Miles praised the success of the PrEP trial, which he said had helped lead to the delisting of AIDS from Queensland’s notifiable diseases register and the listing of PrEP on the PBS.

“It’s now important to ensure people moving off the successful QPrEP trial receive the care and support they need to ensure marginalised and at-risk Queenslanders are able to access this medication,” he said.

“The transition period will go through until 31 December 2020, ensuring participants can transition from the trial and to reach new at-risk Queenslanders and connect them with Medicare services.

“The funding will also go toward helping people who may not have been on the trial to navigate or access health services, for example providing assistance to find a PrEP prescriber.”

Recent advances in HIV treatment

QuAC President Peter Black said the funding would help the organisation ensure trial participants who wished to continue to access PrEP can do so with minimal interruption to their medication regime.

Black said recent biomedical advances in HIV treatment like PrEP and Treatment as Prevention (TasP) were positive developments for the LGBTIQ community.
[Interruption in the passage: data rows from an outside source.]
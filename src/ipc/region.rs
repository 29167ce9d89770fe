//! Coordination region shared by the supervisor and all worker processes
//!
//! The region is a fixed-layout, versioned `#[repr(C)]` record placed in a
//! [`SharedSegment`]. It is only reached through the accessor methods on
//! [`CoordinationRegion`], each of which takes the relevant lock.
//!
//! Lock order is `queue_lock` → `data` → `slots`.

use crate::error::WorkerError;
use crate::ipc::segment::SharedSegment;
use crate::ipc::sync::{ProcessCondvar, ProcessMutex, ProcessMutexGuard};
use crate::store::CapacityCell;
use std::mem::size_of;
use std::path::Path;
use std::ptr::addr_of_mut;
use std::sync::Arc;
use std::time::Duration;

/// Marker written at the start of every region ("DSCR")
pub const REGION_MAGIC: u32 = 0x4453_4352;

/// Layout version; bump when any field below changes
pub const REGION_VERSION: u32 = 1;

/// Maximum number of worker slots
pub const MAX_WORKERS: usize = 256;

/// Bytes of job path kept per slot for crash reports
pub const SLOT_PATH_LEN: usize = 4096;

/// Slice length for bounded waits on `has_work`
const WORK_WAIT_SLICE: Duration = Duration::from_millis(10);

#[repr(C)]
struct RegionHeader {
    magic: u32,
    version: u32,
    workers: u32,
    _reserved: u32,
}

/// Counters and flags, guarded by the data mutex. All-zero is the initial state.
#[repr(C)]
struct Counters {
    queued: i64,
    busy: i64,
    completed: u64,
    initialized: u64,
    crashed: u64,
    blob_capacity: u64,
    no_more_jobs: bool,
    stop: bool,
    fatal: bool,
}

#[repr(C)]
struct WorkerSlot {
    pid: i32,
    busy: bool,
    path_len: u32,
    path: [u8; SLOT_PATH_LEN],
}

impl WorkerSlot {
    fn set_path(&mut self, path: &str) {
        let mut end = path.len().min(SLOT_PATH_LEN);
        while !path.is_char_boundary(end) {
            end -= 1;
        }
        self.path[..end].copy_from_slice(&path.as_bytes()[..end]);
        self.path_len = end as u32;
    }

    fn path(&self) -> Option<String> {
        if self.path_len == 0 {
            return None;
        }
        let bytes = &self.path[..self.path_len as usize];
        Some(String::from_utf8_lossy(bytes).into_owned())
    }
}

#[repr(C)]
struct RegionLayout {
    header: RegionHeader,
    data: ProcessMutex<Counters>,
    queue_lock: ProcessMutex<()>,
    has_work: ProcessCondvar,
    done_working: ProcessCondvar,
    slots: ProcessMutex<[WorkerSlot; MAX_WORKERS]>,
}

/// What a waiting consumer should do next
#[derive(Debug, Clone, Copy, PartialEq, Eq)]
pub enum Availability {
    /// At least one job is queued
    Ready,
    /// Producer is done and nothing is queued
    Drained,
    /// Pool is shutting down
    Stopped,
}

/// Result of one bounded wait on the drain predicate
#[derive(Debug, Clone, Copy, PartialEq, Eq)]
pub enum DrainStatus {
    /// `queued == 0 && busy <= 0`
    Drained,
    /// A worker hit an unrecoverable error
    Fatal,
    /// Work still outstanding
    Pending,
}

/// Point-in-time copy of the region's counters
#[derive(Debug, Clone, Copy, Default, PartialEq, Eq)]
pub struct RegionSnapshot {
    pub queued: u64,
    pub busy: u64,
    pub completed: u64,
    pub initialized: u64,
    pub crashed: u64,
    pub blob_capacity: u64,
    pub no_more_jobs: bool,
    pub stop: bool,
    pub fatal: bool,
}

struct RegionInner {
    segment: SharedSegment,
    owner: u32,
}

impl Drop for RegionInner {
    fn drop(&mut self) {
        // Forked children leave via _exit and never get here; the check
        // covers a child that unwinds instead.
        if std::process::id() != self.owner {
            return;
        }
        let layout = unsafe { &*(self.segment.as_ptr() as *const RegionLayout) };
        unsafe {
            layout.has_work.destroy();
            layout.done_working.destroy();
            layout.data.destroy();
            layout.queue_lock.destroy();
            layout.slots.destroy();
        }
    }
}

/// Handle to the shared coordination region. Cheap to clone.
#[derive(Clone)]
pub struct CoordinationRegion {
    inner: Arc<RegionInner>,
}

impl CoordinationRegion {
    /// Create a region for `workers` slots in `dir` with the given initial
    /// blob store capacity.
    pub fn create(dir: &Path, workers: usize, blob_capacity: u64) -> Result<Self, WorkerError> {
        if workers == 0 || workers > MAX_WORKERS {
            return Err(WorkerError::RegionInit(format!(
                "worker count {} outside 1..={}",
                workers, MAX_WORKERS
            )));
        }

        let segment = SharedSegment::create(dir, "docscan-ipc-", size_of::<RegionLayout>())
            .map_err(|e| WorkerError::RegionInit(e.to_string()))?;

        let layout = segment.as_ptr() as *mut RegionLayout;
        unsafe {
            ProcessMutex::init_in_place(addr_of_mut!((*layout).data))
                .and_then(|_| ProcessMutex::init_in_place(addr_of_mut!((*layout).queue_lock)))
                .and_then(|_| ProcessCondvar::init_in_place(addr_of_mut!((*layout).has_work)))
                .and_then(|_| ProcessCondvar::init_in_place(addr_of_mut!((*layout).done_working)))
                .and_then(|_| ProcessMutex::init_in_place(addr_of_mut!((*layout).slots)))
                .map_err(|e| WorkerError::RegionInit(e.to_string()))?;

            addr_of_mut!((*layout).header).write(RegionHeader {
                magic: REGION_MAGIC,
                version: REGION_VERSION,
                workers: workers as u32,
                _reserved: 0,
            });
        }

        let region = Self {
            inner: Arc::new(RegionInner {
                segment,
                owner: std::process::id(),
            }),
        };
        region.layout().data.lock().blob_capacity = blob_capacity;
        Ok(region)
    }

    fn layout(&self) -> &RegionLayout {
        unsafe { &*(self.inner.segment.as_ptr() as *const RegionLayout) }
    }

    /// Whether the header carries this build's magic and version
    pub fn is_compatible(&self) -> bool {
        let header = &self.layout().header;
        header.magic == REGION_MAGIC && header.version == REGION_VERSION
    }

    /// Number of worker slots
    pub fn worker_count(&self) -> usize {
        self.layout().header.workers as usize
    }

    /// Path of the backing segment
    pub fn path(&self) -> &Path {
        self.inner.segment.path()
    }

    // ---- queue bookkeeping -------------------------------------------------

    /// Serializes every statement against the durable queue
    pub(crate) fn lock_queue(&self) -> ProcessMutexGuard<'_, ()> {
        self.layout().queue_lock.lock()
    }

    /// A job was persisted
    pub(crate) fn job_pushed(&self) {
        let layout = self.layout();
        layout.data.lock().queued += 1;
        layout.has_work.notify_one();
    }

    /// A job was removed by a non-worker consumer
    pub(crate) fn job_taken(&self) {
        let layout = self.layout();
        let mut c = layout.data.lock();
        c.queued = (c.queued - 1).max(0);
        if c.queued == 0 && c.busy <= 0 {
            layout.done_working.notify_all();
        }
    }

    /// Overwrite the queued counter with a known row count
    pub(crate) fn set_queued(&self, n: u64) {
        let layout = self.layout();
        let mut c = layout.data.lock();
        c.queued = n as i64;
        if c.queued > 0 {
            layout.has_work.notify_all();
        } else if c.busy <= 0 {
            layout.done_working.notify_all();
        }
    }

    /// A worker took a job: move it from queued to busy in one step so the
    /// drain predicate never sees it in neither state.
    pub(crate) fn job_claimed(&self, slot: usize, path: &str) {
        let layout = self.layout();
        let mut c = layout.data.lock();
        c.queued = (c.queued - 1).max(0);
        c.busy += 1;

        let mut slots = layout.slots.lock();
        slots[slot].busy = true;
        slots[slot].set_path(path);
    }

    /// Record the job a worker is running outside the queue, so a crash
    /// is still attributed to it
    pub(crate) fn set_current_job(&self, slot: usize, path: &str) {
        self.layout().slots.lock()[slot].set_path(path);
    }

    /// A worker finished a job it ran inline without claiming it
    pub(crate) fn inline_job_finished(&self) {
        self.layout().data.lock().completed += 1;
    }

    /// A worker finished executing its claimed job
    pub(crate) fn job_finished(&self, slot: usize) {
        let layout = self.layout();
        let mut c = layout.data.lock();
        {
            let mut slots = layout.slots.lock();
            if !slots[slot].busy {
                return;
            }
            slots[slot].busy = false;
        }
        c.busy -= 1;
        c.completed += 1;
        if c.queued <= 0 && c.busy <= 0 {
            layout.done_working.notify_all();
        }
    }

    /// Release the busy slot of a crashed worker. Returns the path of the
    /// job it was running, if any.
    pub(crate) fn release_crashed(&self, slot: usize) -> Option<String> {
        let layout = self.layout();
        let mut c = layout.data.lock();
        c.crashed += 1;

        let mut slots = layout.slots.lock();
        let mut path = None;
        if slots[slot].busy {
            path = slots[slot].path();
            slots[slot].busy = false;
            c.busy -= 1;
        }
        slots[slot].pid = 0;
        drop(slots);

        if c.queued <= 0 && c.busy <= 0 {
            layout.done_working.notify_all();
        }
        path
    }

    /// Block in bounded slices until jobs are available or the pool stops.
    ///
    /// With `return_when_drained`, also returns once the producer is done
    /// and the queue is empty.
    pub(crate) fn await_jobs(&self, return_when_drained: bool) -> Availability {
        let layout = self.layout();
        let mut c = layout.data.lock();
        loop {
            if c.stop {
                return Availability::Stopped;
            }
            if c.queued > 0 {
                return Availability::Ready;
            }
            if return_when_drained && c.no_more_jobs {
                return Availability::Drained;
            }
            layout.has_work.wait_timeout(&mut c, WORK_WAIT_SLICE);
        }
    }

    /// Whether `stop` has been set
    pub fn is_stopped(&self) -> bool {
        self.layout().data.lock().stop
    }

    // ---- lifecycle ---------------------------------------------------------

    pub(crate) fn mark_initialized(&self) {
        self.layout().data.lock().initialized += 1;
    }

    /// Record that a worker hit an unrecoverable error
    pub(crate) fn mark_fatal(&self) {
        let layout = self.layout();
        layout.data.lock().fatal = true;
        layout.done_working.notify_all();
    }

    /// RUNNING → DRAINING: no more jobs will be produced
    pub(crate) fn begin_drain(&self) {
        let layout = self.layout();
        layout.data.lock().no_more_jobs = true;
        layout.has_work.notify_all();
    }

    /// Wait up to `timeout` on `done_working` and report the drain state
    pub(crate) fn wait_drained(&self, timeout: Duration) -> DrainStatus {
        let layout = self.layout();
        let mut c = layout.data.lock();

        let status = |c: &Counters| {
            if c.fatal {
                DrainStatus::Fatal
            } else if c.queued <= 0 && c.busy <= 0 {
                DrainStatus::Drained
            } else {
                DrainStatus::Pending
            }
        };

        match status(&*c) {
            DrainStatus::Pending => {
                layout.done_working.wait_timeout(&mut c, timeout);
                status(&*c)
            }
            done => done,
        }
    }

    /// DRAINING → STOPPED: tell every worker to leave its loop
    pub(crate) fn request_stop(&self) {
        let layout = self.layout();
        layout.data.lock().stop = true;
        layout.has_work.notify_all();
        layout.done_working.notify_all();
    }

    // ---- slot table --------------------------------------------------------

    /// Record the process running in `slot`. Busy state is left alone: the
    /// child may already have claimed a job.
    pub(crate) fn set_pid(&self, slot: usize, pid: i32) {
        self.layout().slots.lock()[slot].pid = pid;
    }

    /// Slot currently held by process `pid`
    pub fn slot_of(&self, pid: i32) -> Option<usize> {
        let slots = self.layout().slots.lock();
        slots[..self.worker_count()]
            .iter()
            .position(|s| s.pid == pid && pid != 0)
    }

    /// Path of the last job claimed in `slot`
    pub fn current_job(&self, slot: usize) -> Option<String> {
        self.layout().slots.lock()[slot].path()
    }

    /// Copy of all counters
    pub fn snapshot(&self) -> RegionSnapshot {
        let c = self.layout().data.lock();
        RegionSnapshot {
            queued: c.queued.max(0) as u64,
            busy: c.busy.max(0) as u64,
            completed: c.completed,
            initialized: c.initialized,
            crashed: c.crashed,
            blob_capacity: c.blob_capacity,
            no_more_jobs: c.no_more_jobs,
            stop: c.stop,
            fatal: c.fatal,
        }
    }
}

impl CapacityCell for CoordinationRegion {
    fn capacity(&self) -> u64 {
        self.layout().data.lock().blob_capacity
    }

    fn grow(&self, observed: u64, chunk: u64) -> u64 {
        let mut c = self.layout().data.lock();
        if c.blob_capacity <= observed {
            c.blob_capacity = observed + chunk;
        }
        c.blob_capacity
    }
}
“Yet there remains work to done ensuring everyone in our community has access to these advances, and this funding will help us reach the most vulnerable and at risk community members,” he said.

“QuAC is committed to improving the health and wellbeing of all of Queensland’s LGBTIQ, Brotherboy and Sistergirl communities.”

Medicare-eligible Queenslanders can access PrEP through any doctor or nurse practitioner and prescriptions can be filled at local pharmacies.